Later today I'll be including the first installment for a 33 day series on "Consecration to St. Joseph".  It's a day late, but better a bit late than never.

Saturday, March 28, 2020

Homily for the 5th Sunday of Lent


     Over these past weeks of Lent we have been discussing and coming to a clearer understanding of what “sin” is.  This week we see in the readings of the Mass how God raises Israel, Lazarus, and us from the dead.  These readings are intended to bring us to see our renewed life in Christ which comes to us in Baptism; but what of us who are already baptized?  Can we be baptized again, having recognized even more clearly what our sins are and from whence they have come?
     Obviously, NO, we cannot be baptized again.  The Church made that abundantly clear in Her first centuries, especially in the aftermath of the great persecutions of the Church before the peace of Constantine where She had to reckon with the question of what to do about those who had apostocized, that is: turned away from the faith.  The Church had come to recognize that God had done His part and it was not to be done again and again; it was, rather, for us to do our part.  And yet…

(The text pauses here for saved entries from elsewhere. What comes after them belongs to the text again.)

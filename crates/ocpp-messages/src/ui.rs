//! Control-channel (UI) protocol frames
//!
//! Operator requests travel as `["<id>", "<procedure>", {payload}]` and the
//! simulator answers with `["<id>", <response>]`.

use ocpp_types::{OcppError, OcppResult, OcppVersion};
use serde::{Deserialize, Serialize};
use serde_json::Value;
use std::str::FromStr;

/// WebSocket subprotocol spoken on the control channel
pub const UI_PROTOCOL: &str = "ui0.0.1";

#[derive(Debug, Clone, Copy, PartialEq, Eq, Hash, Serialize, Deserialize)]
pub enum ProcedureName {
    ListChargingStations,
    StartTransaction,
    StopTransaction,
}

impl ProcedureName {
    pub fn as_str(&self) -> &'static str {
        match self {
            ProcedureName::ListChargingStations => "ListChargingStations",
            ProcedureName::StartTransaction => "StartTransaction",
            ProcedureName::StopTransaction => "StopTransaction",
        }
    }
}

impl std::fmt::Display for ProcedureName {
    fn fmt(&self, f: &mut std::fmt::Formatter<'_>) -> std::fmt::Result {
        f.write_str(self.as_str())
    }
}

impl FromStr for ProcedureName {
    type Err = OcppError;

    fn from_str(s: &str) -> OcppResult<Self> {
        match s {
            "ListChargingStations" => Ok(ProcedureName::ListChargingStations),
            "StartTransaction" => Ok(ProcedureName::StartTransaction),
            "StopTransaction" => Ok(ProcedureName::StopTransaction),
            other => Err(OcppError::protocol_violation(format!(
                "unknown procedure {}",
                other
            ))),
        }
    }
}

/// Operator request frame
#[derive(Debug, Clone, PartialEq)]
pub struct UiRequest {
    pub id: String,
    pub procedure: ProcedureName,
    pub payload: Value,
}

impl UiRequest {
    pub fn to_json(&self) -> OcppResult<String> {
        Ok(serde_json::to_string(&(
            &self.id,
            self.procedure.as_str(),
            &self.payload,
        ))?)
    }

    /// Decode a request frame. On failure the id is returned when it could
    /// be recovered so the host can still answer.
    pub fn parse(text: &str) -> Result<Self, (Option<String>, OcppError)> {
        let value: Value = serde_json::from_str(text).map_err(|e| (None, e.into()))?;
        let mut elements = match value {
            Value::Array(elements) if elements.len() == 3 => elements.into_iter(),
            _ => {
                return Err((
                    None,
                    OcppError::protocol_violation("request is not a 3-element array"),
                ))
            }
        };

        let id = match elements.next() {
            Some(Value::String(id)) => id,
            _ => return Err((None, OcppError::protocol_violation("request id is not a string"))),
        };
        let procedure = match elements.next() {
            Some(Value::String(name)) => match name.parse() {
                Ok(procedure) => procedure,
                Err(e) => return Err((Some(id), e)),
            },
            _ => {
                return Err((
                    Some(id),
                    OcppError::protocol_violation("procedure name is not a string"),
                ))
            }
        };
        let payload = elements.next().unwrap_or(Value::Null);

        Ok(UiRequest {
            id,
            procedure,
            payload,
        })
    }
}

/// Simulator response frame
#[derive(Debug, Clone, PartialEq)]
pub struct UiResponse {
    pub id: String,
    pub payload: Value,
}

impl UiResponse {
    pub fn to_json(&self) -> OcppResult<String> {
        Ok(serde_json::to_string(&(&self.id, &self.payload))?)
    }

    /// Decode a response frame, which must be exactly `[id, response]`
    pub fn parse(text: &str) -> OcppResult<Self> {
        let value: Value = serde_json::from_str(text)?;
        let elements = match value {
            Value::Array(elements) => elements,
            other => {
                return Err(OcppError::protocol_violation(format!(
                    "response is not an array: {}",
                    other
                )))
            }
        };
        let [id, payload]: [Value; 2] = elements.try_into().map_err(|e: Vec<Value>| {
            OcppError::protocol_violation(format!(
                "response has {} elements, expected 2",
                e.len()
            ))
        })?;
        match id {
            Value::String(id) => Ok(UiResponse { id, payload }),
            other => Err(OcppError::protocol_violation(format!(
                "response id is not a string: {}",
                other
            ))),
        }
    }
}

#[derive(Debug, Clone, Copy, PartialEq, Eq, Serialize, Deserialize)]
#[serde(rename_all = "lowercase")]
pub enum ResponseStatus {
    Success,
    Failure,
}

/// Acknowledgement returned by procedures that post work to a station
#[derive(Debug, Clone, PartialEq, Serialize, Deserialize)]
pub struct ProcedureAck {
    pub status: ResponseStatus,
    #[serde(skip_serializing_if = "Option::is_none")]
    pub reason: Option<String>,
}

impl ProcedureAck {
    pub fn success() -> Self {
        Self {
            status: ResponseStatus::Success,
            reason: None,
        }
    }

    pub fn failure(reason: impl Into<String>) -> Self {
        Self {
            status: ResponseStatus::Failure,
            reason: Some(reason.into()),
        }
    }
}

#[derive(Debug, Clone, PartialEq, Serialize, Deserialize)]
#[serde(rename_all = "camelCase")]
pub struct StartTransactionPayload {
    pub hash_id: String,
    pub connector_id: u32,
    pub id_tag: String,
    /// Procedure echoed inside the payload by operator clients
    #[serde(default, skip_serializing_if = "Option::is_none")]
    pub command: Option<ProcedureName>,
}

#[derive(Debug, Clone, PartialEq, Serialize, Deserialize)]
#[serde(rename_all = "camelCase")]
pub struct StopTransactionPayload {
    pub hash_id: String,
    pub connector_id: u32,
    #[serde(default, skip_serializing_if = "Option::is_none")]
    pub command: Option<ProcedureName>,
}

#[derive(Debug, Clone, PartialEq, Serialize, Deserialize)]
#[serde(rename_all = "camelCase")]
pub struct ConnectorSummary {
    pub connector_id: u32,
    pub status: String,
    #[serde(skip_serializing_if = "Option::is_none")]
    pub transaction_id: Option<i32>,
    #[serde(skip_serializing_if = "Option::is_none")]
    pub id_tag: Option<String>,
}

/// Snapshot of a running station as listed to operators
#[derive(Debug, Clone, PartialEq, Serialize, Deserialize)]
#[serde(rename_all = "camelCase")]
pub struct StationSummary {
    pub hash_id: String,
    pub index: usize,
    pub template: String,
    pub ocpp_version: OcppVersion,
    pub registration: String,
    pub started: bool,
    pub connected: bool,
    pub connectors: Vec<ConnectorSummary>,
}

#[cfg(test)]
mod tests {
    use super::*;
    use serde_json::json;

    #[test]
    fn test_request_frame() {
        let request = UiRequest {
            id: "id1".to_string(),
            procedure: ProcedureName::ListChargingStations,
            payload: json!({}),
        };
        let text = request.to_json().unwrap();
        assert_eq!(text, r#"["id1","ListChargingStations",{}]"#);
        assert_eq!(UiRequest::parse(&text).unwrap(), request);
    }

    #[test]
    fn test_request_with_unknown_procedure_keeps_id() {
        let (id, _) = UiRequest::parse(r#"["id9","Explode",{}]"#).unwrap_err();
        assert_eq!(id.as_deref(), Some("id9"));

        let (id, _) = UiRequest::parse(r#"{"id":"x"}"#).unwrap_err();
        assert!(id.is_none());
    }

    #[test]
    fn test_response_frame_shape() {
        let response = UiResponse::parse(r#"["id1",[{"hashId":"a"}]]"#).unwrap();
        assert_eq!(response.id, "id1");
        assert!(response.payload.is_array());

        assert!(UiResponse::parse(r#"{"id1":1}"#).is_err());
        assert!(UiResponse::parse(r#"["id1"]"#).is_err());
        assert!(UiResponse::parse(r#"["id1",1,2]"#).is_err());
        assert!(UiResponse::parse(r#"[1,{}]"#).is_err());
    }

    #[test]
    fn test_ack_shape() {
        assert_eq!(
            serde_json::to_value(ProcedureAck::success()).unwrap(),
            json!({"status": "success"})
        );
    }

    #[test]
    fn test_start_transaction_payload_names() {
        let payload: StartTransactionPayload =
            serde_json::from_value(json!({"hashId": "h", "connectorId": 1, "idTag": "T"}))
                .unwrap();
        assert_eq!(payload.connector_id, 1);
        assert_eq!(payload.command, None);

        let payload: StopTransactionPayload = serde_json::from_value(
            json!({"hashId": "h", "connectorId": 2, "command": "StopTransaction"}),
        )
        .unwrap();
        assert_eq!(payload.command, Some(ProcedureName::StopTransaction));
    }
}
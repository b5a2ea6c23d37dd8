//! # GL Session
//!
//! Window and OpenGL context lifecycle management with windowed/full-screen
//! switching.
//!
//! ## Features
//!
//! - **Display sessions**: all-or-nothing acquisition of window, device
//!   context and rendering context, with reverse-order best-effort release
//! - **Mode switching**: windowed and exclusive full-screen, with a
//!   user-confirmed fallback when a display mode is rejected
//! - **Headless backend**: resource-accounting fake with fault injection
//! - **Win32 backend**: native windows and WGL on Windows
//!
//! ## Quick Start
//!
//! ```rust,no_run
//! use gl_session::prelude::*;
//!
//! struct Blank;
//!
//! impl Application for Blank {
//!     fn initialize(&mut self, renderer: &mut dyn Renderer) -> Result<(), AppError> {
//!         renderer.set_clear_color(Rgba::BLACK);
//!         Ok(())
//!     }
//!
//!     fn render(&mut self, renderer: &mut dyn Renderer) -> Result<(), AppError> {
//!         renderer.clear();
//!         renderer.load_identity();
//!         Ok(())
//!     }
//!
//!     fn update(&mut self, _keys: &mut KeyboardState) -> Result<(), AppError> {
//!         Ok(())
//!     }
//! }
//!
//! fn main() -> Result<(), Box<dyn std::error::Error>> {
//!     let config = SessionConfig::new("Blank").with_launch(LaunchMode::Windowed);
//!     let mut prompt = ScriptedPrompt::new(DisplayMode::Windowed, FallbackDecision::ContinueWindowed);
//!     let mut engine = Engine::new(config, HeadlessBackend::new());
//!     engine.run(&mut prompt, &mut Blank)?;
//!     Ok(())
//! }
//! ```

#![warn(missing_docs)]
#![warn(clippy::all, clippy::pedantic, clippy::nursery)]
#![allow(clippy::module_name_repetitions, clippy::similar_names, clippy::too_many_arguments)]

pub mod config;
pub mod foundation;
pub mod input;
pub mod platform;
pub mod render;
pub mod session;

mod application;
mod engine;

pub use application::{AppError, Application};
pub use engine::{Engine, EngineError};

/// Common imports for library users
pub mod prelude {
    pub use crate::{
        config::{Config, Extent, LaunchMode, SessionConfig},
        foundation::math::{Mat4, Vec3},
        input::{Key, KeyboardState, WindowEvent},
        platform::HeadlessBackend,
        render::{ColoredVertex, Primitive, Renderer, Rgba},
        session::{
            DisplayBackend, DisplayMode, DisplaySession, FallbackDecision, FallbackPolicy, Prompt, ScriptedPrompt,
        },
        AppError, Application, Engine, EngineError,
    };

    #[cfg(windows)]
    pub use crate::platform::{MessageBoxPrompt, Win32Backend};
}
//! # Rendering
//!
//! The fixed-function surface the demos draw through. Nothing here issues OS
//! calls on its own: the platform backend implements [`Renderer`] against the
//! bound OpenGL context, and the headless backend records the calls instead.
//!
//! - **Projection**: viewport plus perspective matrix for a client size
//! - **Render state**: baseline state applied once per live session
//! - **Renderer**: immediate-mode calls used by the demo scenes

pub mod projection;
pub mod state;

pub use projection::{Projection, Viewport, FIELD_OF_VIEW_DEGREES, NEAR_PLANE, FAR_PLANE};
pub use state::{DepthFunc, PerspectiveHint, RenderState, Rgba, ShadeModel};

use crate::foundation::math::Vec3;

/// Primitive topology for an immediate-mode batch
#[derive(Debug, Clone, Copy, PartialEq, Eq)]
pub enum Primitive {
    /// Independent triangles
    Triangles,
    /// Independent quads
    Quads,
}

/// Vertex with a per-vertex color
#[derive(Debug, Clone, Copy, PartialEq)]
pub struct ColoredVertex {
    /// Position in model space
    pub position: Vec3,
    /// Vertex color (RGB)
    pub color: Vec3,
}

impl ColoredVertex {
    /// Create a colored vertex
    pub fn new(position: [f32; 3], color: [f32; 3]) -> Self {
        Self {
            position: Vec3::from(position),
            color: Vec3::from(color),
        }
    }
}

/// Fixed-function drawing calls issued against the current context
pub trait Renderer {
    /// Load viewport and projection matrix, then reset the model-view matrix
    fn apply_projection(&mut self, projection: &Projection);

    /// Apply baseline render state
    fn apply_render_state(&mut self, state: &RenderState);

    /// Set the color used by [`Renderer::clear`]
    fn set_clear_color(&mut self, color: Rgba);

    /// Clear the color and depth buffers
    fn clear(&mut self);

    /// Reset the model-view matrix
    fn load_identity(&mut self);

    /// Multiply the model-view matrix by a translation
    fn translate(&mut self, offset: Vec3);

    /// Multiply the model-view matrix by a rotation of `degrees` about `axis`
    fn rotate(&mut self, degrees: f32, axis: Vec3);

    /// Draw one immediate-mode batch
    fn draw(&mut self, primitive: Primitive, vertices: &[ColoredVertex]);
}
//! Foundation module - Core utilities and types
//!
//! This module provides fundamental utilities used throughout the crate:
//! - Math types used by the projection setup
//! - Logging utilities

pub mod math;
pub mod logging;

     The answer lie in another of the sacraments (an outward sign of an inner reality established by Christ is give grace) which had already been practiced from the time Christ had established it after the Resurrection (cf. John 20:22-23): the Sacrament of Reconciliation, or Confession.  In this sacrament we are once again made clean, as at our Baptism, and reconciled with God, our holy Mother – the Church, and with Her children – our fellow believers.
     Thus, we have this great gift which, having become aware of our sins and confessing them, affords us again God’s great mercy; that mercy which was won for us at so terrible a price on Calvary.  As children we were taught how to approach this sacrament and were encouraged to approach it frequently.  Too often however we do not.  Too often as well, if we go, we don’t really do it very well; it’s almost as if we know we need to go but aren’t really convinced of our sins; other times we mistaken the sacrament for a counseling session.  The sacrament best does what God intends, when we do what the sacrament intends.  So, let me give you some insights gained from years and years of hearing confessions.

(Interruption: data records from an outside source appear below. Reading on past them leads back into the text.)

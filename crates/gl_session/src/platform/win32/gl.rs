//! Fixed-function OpenGL 1.1 calls against the current WGL context

use windows_sys::Win32::Graphics::OpenGL::{
    glBegin, glClear, glClearColor, glClearDepth, glColor3f, glDepthFunc, glDisable, glEnable, glEnd, glHint,
    glLoadIdentity, glLoadMatrixf, glMatrixMode, glRotatef, glShadeModel, glTranslatef, glVertex3f, glViewport,
    GL_COLOR_BUFFER_BIT, GL_DEPTH_BUFFER_BIT, GL_DEPTH_TEST, GL_DONT_CARE, GL_FASTEST, GL_FLAT, GL_LEQUAL, GL_LESS,
    GL_MODELVIEW, GL_NICEST, GL_PERSPECTIVE_CORRECTION_HINT, GL_PROJECTION, GL_QUADS, GL_SMOOTH, GL_TRIANGLES,
};

use super::Win32Backend;
use crate::foundation::math::Vec3;
use crate::render::{
    ColoredVertex, DepthFunc, PerspectiveHint, Primitive, Projection, RenderState, Renderer, Rgba, ShadeModel,
};

fn to_gl_int(value: u32) -> i32 {
    i32::try_from(value).unwrap_or(i32::MAX)
}

impl Renderer for Win32Backend {
    fn apply_projection(&mut self, projection: &Projection) {
        let viewport = projection.viewport;
        unsafe {
            glViewport(
                viewport.x,
                viewport.y,
                to_gl_int(viewport.width),
                to_gl_int(viewport.height),
            );
            glMatrixMode(GL_PROJECTION);
            // nalgebra stores column-major, which is what glLoadMatrixf expects
            glLoadMatrixf(projection.matrix.as_ptr());
            glMatrixMode(GL_MODELVIEW);
            glLoadIdentity();
        }
    }

    fn apply_render_state(&mut self, state: &RenderState) {
        let shade_model = match state.shade_model {
            ShadeModel::Flat => GL_FLAT,
            ShadeModel::Smooth => GL_SMOOTH,
        };
        let depth_func = match state.depth_func {
            DepthFunc::Less => GL_LESS,
            DepthFunc::LessOrEqual => GL_LEQUAL,
        };
        let hint = match state.perspective_hint {
            PerspectiveHint::DontCare => GL_DONT_CARE,
            PerspectiveHint::Fastest => GL_FASTEST,
            PerspectiveHint::Nicest => GL_NICEST,
        };

        unsafe {
            glShadeModel(shade_model);
            glClearDepth(state.clear_depth);
            if state.depth_test {
                glEnable(GL_DEPTH_TEST);
            } else {
                glDisable(GL_DEPTH_TEST);
            }
            glDepthFunc(depth_func);
            glHint(GL_PERSPECTIVE_CORRECTION_HINT, hint);
        }
        self.set_clear_color(state.clear_color);
    }

    fn set_clear_color(&mut self, color: Rgba) {
        unsafe { glClearColor(color.r, color.g, color.b, color.a) }
    }

    fn clear(&mut self) {
        unsafe { glClear(GL_COLOR_BUFFER_BIT | GL_DEPTH_BUFFER_BIT) }
    }

    fn load_identity(&mut self) {
        unsafe { glLoadIdentity() }
    }

    fn translate(&mut self, offset: Vec3) {
        unsafe { glTranslatef(offset.x, offset.y, offset.z) }
    }

    fn rotate(&mut self, degrees: f32, axis: Vec3) {
        unsafe { glRotatef(degrees, axis.x, axis.y, axis.z) }
    }

    fn draw(&mut self, primitive: Primitive, vertices: &[ColoredVertex]) {
        let mode = match primitive {
            Primitive::Triangles => GL_TRIANGLES,
            Primitive::Quads => GL_QUADS,
        };
        unsafe {
            glBegin(mode);
            for vertex in vertices {
                glColor3f(vertex.color.x, vertex.color.y, vertex.color.z);
                glVertex3f(vertex.position.x, vertex.position.y, vertex.position.z);
            }
            glEnd();
        }
    }
}
//! Rotating triangle and quad
//!
//! Full-screen runs at 1366x768 unless configured otherwise. T reverses the
//! rotation, F11 toggles full-screen, Escape quits.

use gl_session::config::{Extent, SessionConfig};

fn defaults() -> SessionConfig {
    SessionConfig::new("Polygon Rotation").with_fullscreen_extent(Extent::new(1366, 768))
}

#[cfg(windows)]
fn main() -> Result<(), Box<dyn std::error::Error>> {
    use demo_app::scenes::PolygonRotationScene;
    use gl_session::platform::{MessageBoxPrompt, Win32Backend};
    use gl_session::Engine;

    let config = demo_app::bootstrap("polygon_rotation", defaults());
    let mut engine = Engine::new(config, Win32Backend::new());
    engine.run(&mut MessageBoxPrompt, &mut PolygonRotationScene::new())?;

    log::info!("Polygon rotation demo finished");
    Ok(())
}

#[cfg(not(windows))]
fn main() -> std::process::ExitCode {
    let config = demo_app::bootstrap("polygon_rotation", defaults());
    log::error!(
        "'{}' needs the Win32 backend; nothing to show on this platform",
        config.title
    );
    std::process::ExitCode::FAILURE
}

     First of all, recognize that the sacrament, as with all sacraments, is a liturgical rite.  It has developed over time to its present form because over time the Church, in Her wisdom and experience, has recognized what works best.  Take the rite seriously and follow it.  If you don’t remember the rite, take one of the guides provided at the entrance to each of our confessionals.  You will recognize, over time, how the rite itself forms us and then prepares us for the reconciliation with God and our neighbor that it is intended to provide.

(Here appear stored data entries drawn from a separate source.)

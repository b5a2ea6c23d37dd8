//! Configuration system

pub use serde::{Serialize, Deserialize};

use std::path::Path;

mod session;

pub use session::{Extent, LaunchMode, SessionConfig};

/// Configuration trait
pub trait Config: Serialize + for<'de> Deserialize<'de> + Default {
    /// Load configuration from file
    fn load_from_file(path: impl AsRef<Path>) -> Result<Self, ConfigError> {
        let path = path.as_ref();
        let contents = std::fs::read_to_string(path)?;

        match extension(path) {
            Some("toml") => toml::from_str(&contents).map_err(|e| ConfigError::Parse(e.to_string())),
            Some("ron") => ron::from_str(&contents).map_err(|e| ConfigError::Parse(e.to_string())),
            _ => Err(ConfigError::UnsupportedFormat(path.display().to_string())),
        }
    }

    /// Save configuration to file
    fn save_to_file(&self, path: impl AsRef<Path>) -> Result<(), ConfigError> {
        let path = path.as_ref();
        let contents = match extension(path) {
            Some("toml") => toml::to_string_pretty(self).map_err(|e| ConfigError::Serialize(e.to_string()))?,
            Some("ron") => ron::ser::to_string_pretty(self, ron::ser::PrettyConfig::default())
                .map_err(|e| ConfigError::Serialize(e.to_string()))?,
            _ => return Err(ConfigError::UnsupportedFormat(path.display().to_string())),
        };

        std::fs::write(path, contents).map_err(ConfigError::Io)
    }

    /// Load the first existing file among `candidates`, or return `fallback`
    ///
    /// A file that exists but fails to parse is logged and skipped.
    fn load_first_or<P: AsRef<Path>>(candidates: &[P], fallback: Self) -> Self {
        for candidate in candidates {
            let path = candidate.as_ref();
            if !path.exists() {
                continue;
            }
            match Self::load_from_file(path) {
                Ok(config) => {
                    log::info!("Loaded configuration from {}", path.display());
                    return config;
                }
                Err(e) => log::warn!("Ignoring configuration {}: {}", path.display(), e),
            }
        }
        log::debug!("No usable configuration file, using built-in defaults");
        fallback
    }
}

fn extension(path: &Path) -> Option<&str> {
    path.extension().and_then(|ext| ext.to_str())
}

/// Configuration errors
#[derive(thiserror::Error, Debug)]
pub enum ConfigError {
    /// IO error
    #[error("IO error: {0}")]
    Io(#[from] std::io::Error),

    /// Parse error
    #[error("Parse error: {0}")]
    Parse(String),

    /// Serialization error
    #[error("Serialization error: {0}")]
    Serialize(String),

    /// Unsupported format
    #[error("Unsupported format: {0}")]
    UnsupportedFormat(String),

    /// Values that parse but cannot drive a session
    #[error("Invalid configuration: {0}")]
    Invalid(String),
}
//! Input management system
//!
//! Window messages arrive as [`WindowEvent`] values produced by the platform
//! backend. [`InputState::apply`] folds them into a 256-entry key table and an
//! active flag that the run loop consults once per idle iteration.

mod events;

pub use events::{InputState, WindowEvent};

/// Number of virtual key codes tracked by [`KeyboardState`]
pub const KEY_COUNT: usize = 256;

/// Virtual key code
///
/// Always in `0..256`, so it indexes the key table without a bounds failure.
/// Raw codes from the OS go through [`Key::from_raw`].
#[derive(Debug, Clone, Copy, PartialEq, Eq, Hash, PartialOrd, Ord)]
pub struct Key(u8);

impl Key {
    /// Escape key
    pub const ESCAPE: Self = Self(0x1B);
    /// Up arrow
    pub const UP: Self = Self(0x26);
    /// Down arrow
    pub const DOWN: Self = Self(0x28);
    /// F11 key
    pub const F11: Self = Self(0x7A);

    /// Validate a raw virtual key code
    pub fn from_raw(code: usize) -> Option<Self> {
        u8::try_from(code).ok().map(Self)
    }

    /// Key for an ASCII letter or digit
    ///
    /// Letter keys use their upper-case code regardless of the case passed in.
    pub fn from_char(c: char) -> Option<Self> {
        let upper = c.to_ascii_uppercase();
        if upper.is_ascii_uppercase() || upper.is_ascii_digit() {
            Some(Self(upper as u8))
        } else {
            None
        }
    }

    /// Raw virtual key code
    pub const fn code(self) -> u8 {
        self.0
    }

    const fn index(self) -> usize {
        self.0 as usize
    }
}

/// Pressed/released state of every virtual key
#[derive(Clone)]
pub struct KeyboardState {
    keys: [bool; KEY_COUNT],
}

impl KeyboardState {
    /// Create a table with every key released
    pub const fn new() -> Self {
        Self {
            keys: [false; KEY_COUNT],
        }
    }

    /// Record a key transition
    pub fn set(&mut self, key: Key, pressed: bool) {
        self.keys[key.index()] = pressed;
    }

    /// Whether the key is currently held
    pub const fn is_down(&self, key: Key) -> bool {
        self.keys[key.index()]
    }

    /// Consume a key press
    ///
    /// Returns whether the key was down and marks it released, so one key-down
    /// message triggers one action even while the key stays held.
    pub fn take(&mut self, key: Key) -> bool {
        std::mem::replace(&mut self.keys[key.index()], false)
    }
}

impl Default for KeyboardState {
    fn default() -> Self {
        Self::new()
    }
}

impl std::fmt::Debug for KeyboardState {
    fn fmt(&self, f: &mut std::fmt::Formatter<'_>) -> std::fmt::Result {
        let pressed: Vec<u8> = (0..=u8::MAX).filter(|&code| self.keys[code as usize]).collect();
        f.debug_struct("KeyboardState").field("pressed", &pressed).finish()
    }
}
//! Math utilities and types
//!
//! Thin aliases over `nalgebra` used by the projection and scene code.

pub use nalgebra::{Matrix4, Vector3};

/// 3D vector type
pub type Vec3 = Vector3<f32>;

/// 4x4 matrix type (column-major, the layout `glLoadMatrixf` expects)
pub type Mat4 = Matrix4<f32>;

/// Convert degrees to radians
pub fn deg_to_rad(degrees: f32) -> f32 {
    degrees.to_radians()
}

/// Build an OpenGL perspective projection matrix
///
/// Produces the same matrix as `gluPerspective`: right-handed eye space,
/// clip-space depth in [-1, 1]. Like GLU, a degenerate request (zero aspect,
/// zero field of view or `near == far`) yields the identity matrix.
#[rustfmt::skip]
pub fn perspective(fov_y_degrees: f32, aspect: f32, near: f32, far: f32) -> Mat4 {
    let half_fov = deg_to_rad(fov_y_degrees) / 2.0;
    let depth = far - near;
    if aspect == 0.0 || half_fov.sin() == 0.0 || depth == 0.0 {
        return Mat4::identity();
    }

    let f = half_fov.cos() / half_fov.sin();
    Mat4::new(
        f / aspect, 0.0, 0.0, 0.0,
        0.0, f, 0.0, 0.0,
        0.0, 0.0, -(far + near) / depth, -2.0 * near * far / depth,
        0.0, 0.0, -1.0, 0.0,
    )
}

     Next, CONFESS YOUR SINS!  So often people will come in and tell the priest-confessor what they need to improve on, or what their biggest “problem” is.  It may well be that these have something to do with the sins you have committed, but they are NOT your sins and therefore there is little the priest-confessor can do about them except to counsel you about them.  The absolution the priest-confessor offers is the absolution of sins, which are the matter of this sacrament – so give him something to absolve.
     When confessing your sins be specific and be brief (concise).  The priest-confessor doesn’t need to hear the background story to each sin.  Backstories too often serve to convince us that the sin wasn’t as bad as it sounds, they are also more often about how we were led into sin by the words / actions of another.  Think about it, if someone was asking your forgiveness would want to hear about either of these “excuses”?  Most likely not.
     Over the years, our Holy Father has made a point of encouraging frequent confession.  What is “frequent”?  I always tell our young people that in the Precepts of the Church, the Church requires us to go to confession once each year, typically as a preparation for receiving Communion at Easter which is also a precept.  So, we have to go once per year.  We have been encouraged by Pope St. John Paul the Great to go at least once a month.  In our Catholic school we attempt to cultivate this habit by providing the opportunity for our students to go each First Friday.  Finally, when we examine our conscience each night, we come to recognize very readily what our sins are.  When a mortal sin pops up or otherwise comes to our attention we know that we need to go as soon as possible; we also know it’s time to go (when it has been less than one month since our last confession) when our venial sins or a particular venial sin is popping up over and over again.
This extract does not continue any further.